South Park Blocks
This stretch of the downtown area came to fruition in 1852, when its land was donated for public use by Daniel H. Lownsdale and William W. Chapman. The park became the first officially-designated greenspace in Portland.
Today, the park runs on Park Avenue, bisecting the street into one-way lanes and creating a green space in the middle. You can stroll here to see the plentiful public art—you'll find a different work on each block—and spot monuments honoring important American figures. If you're adding South Park Blocks to a wider itinerary exploring Portland, you can make several stops in a day if you book a hop-on hop-off bus tour. You can also learn more as you explore with a small-group walking tour or bike tour.
Things to know before you go
- Foodies should visit the farmers' market here, located between SW College and Montgomery.
- You pass several historic churches on South Park Blocks, including the gothic-style First Congregational United and gothic revival St. James Lutheran Church.

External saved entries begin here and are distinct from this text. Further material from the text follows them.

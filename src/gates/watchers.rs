// Copyright (C) 2025 Category Labs, Inc.
// SPDX-License-Identifier: GPL-3.0-or-later

//! Ceiling, floor and take-profit watchers.
//!
//! A failed valuation is logged and retried on the next poll; only
//! cancellation ends a watch early.

use super::valuation::ValueSource;
use crate::error::SnipeError;
use std::time::Duration;
use tokio_util::sync::CancellationToken;
use tracing::{debug, info, warn};

#[derive(Debug, Clone, Copy, PartialEq)]
pub enum CeilingDecision {
    Proceed(f64),
    Abort(f64),
}

pub struct GateWatcher<V> {
    source: V,
    interval: Duration,
    cancel: CancellationToken,
}

impl<V: ValueSource> GateWatcher<V> {
    pub fn new(source: V, interval: Duration, cancel: CancellationToken) -> Self {
        Self {
            source,
            interval,
            cancel,
        }
    }

    /// Single decision from the first successful reading.
    pub async fn check_ceiling(&self, ceiling: f64) -> Result<CeilingDecision, SnipeError> {
        let value = self.poll_until("ceiling", |_| true).await?;
        if value > ceiling {
            warn!("🛑 Value {:.3}M above ceiling {:.3}M, aborting", value, ceiling);
            Ok(CeilingDecision::Abort(value))
        } else {
            info!("✅ Value {:.3}M within ceiling {:.3}M", value, ceiling);
            Ok(CeilingDecision::Proceed(value))
        }
    }

    /// Wait until the value is at or below `floor`.
    pub async fn wait_for_floor(&self, floor: f64) -> Result<f64, SnipeError> {
        info!("📉 Waiting for value <= {:.3}M", floor);
        let value = self.poll_until("floor", |v| v <= floor).await?;
        info!("✅ Floor reached at {:.3}M", value);
        Ok(value)
    }

    /// Wait until the value is at or above `target`.
    pub async fn wait_for_take_profit(&self, target: f64) -> Result<f64, SnipeError> {
        info!("📈 Watching for take-profit at {:.3}M", target);
        let value = self.poll_until("take-profit", |v| v >= target).await?;
        info!("💰 Take-profit reached at {:.3}M", value);
        Ok(value)
    }

    async fn poll_until(
        &self,
        gate: &str,
        done: impl Fn(f64) -> bool,
    ) -> Result<f64, SnipeError> {
        loop {
            if self.cancel.is_cancelled() {
                return Err(SnipeError::Cancelled);
            }

            let reading = tokio::select! {
                _ = self.cancel.cancelled() => return Err(SnipeError::Cancelled),
                r = self.source.value_millions() => r,
            };
            match reading {
                Ok(value) if done(value) => return Ok(value),
                Ok(value) => debug!("{} gate: {:.3}M", gate, value),
                Err(e) => warn!("⚠️ {} gate valuation failed: {}", gate, e),
            }

            tokio::select! {
                _ = self.cancel.cancelled() => return Err(SnipeError::Cancelled),
                _ = tokio::time::sleep(self.interval) => {}
            }
        }
    }
}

- Don't miss the art, including the park's monuments depicting Theodore Roosevelt and Abraham Lincoln.
How to get there
Though hop-on hop-off tours and some private sightseeing excursions visit this stretch of Park Avenue, independent travelers can easily take public transit. Hop on the Portland Streetcar A Loop or NS Line to the SW Park & Mill stop. You can also take the B Line and disembark at SW Park & Market.
When to get there
You should add the park to your downtown itinerary, and stop by as a break between other activities. To visit the farmers’ market, visit on Saturdays—rain or shine—or stop by in the evening before a concert at the Arlene Schnitzer Concert Hall. Expect warmer weather over the summer months, and more rain and chilly weather in winter.

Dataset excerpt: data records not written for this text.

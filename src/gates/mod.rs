// Copyright (C) 2025 Category Labs, Inc.
// SPDX-License-Identifier: GPL-3.0-or-later

//! Market-value gates around the broadcast.

pub mod valuation;
pub mod watchers;

pub use valuation::{MarketValuer, PriceFeed, ValueSource};
pub use watchers::{CeilingDecision, GateWatcher};

use crate::executor::SellInstruction;

/// Value thresholds in millions of the fiat unit.
#[derive(Debug, Clone, Default)]
pub struct GateThresholds {
    pub ceiling: Option<f64>,
    pub floor: Option<f64>,
    pub take_profit: Option<f64>,
    pub sell: Option<SellInstruction>,
}

impl GateThresholds {
    /// Anything to watch before broadcasting.
    pub fn pre_trade(&self) -> bool {
        self.ceiling.is_some() || self.floor.is_some()
    }

    /// Take-profit target when a non-zero sell instruction backs it.
    pub fn take_profit_target(&self) -> Option<(f64, SellInstruction)> {
        match (self.take_profit, self.sell) {
            (Some(target), Some(sell)) if !sell.is_zero() => Some((target, sell)),
            _ => None,
        }
    }
}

Visiting the Portland Art Museum
Along the stretch of South Park Blocks, you can find the Portland Art Museum. Break on your walk along SW Park Avenue to check out the galleries here. In the 50,000-piece permanent collection, you can find American Indian art objects alongside decorative arts, graphic arts, and more. The museum is typically open Tuesday through Sunday—look out for free entry offers on the first Thursday of the month.
- Powell’s City of Books
- Portland Steel Bridge
- Portland Pearl District
- Pioneer Square
- Portland Chinatown
- Lan Su Chinese Garden
- Portland Art Museum
- International Rose Test Garden
- Portland Japanese Garden
- Oregon Museum of Science and Industry (OMSI)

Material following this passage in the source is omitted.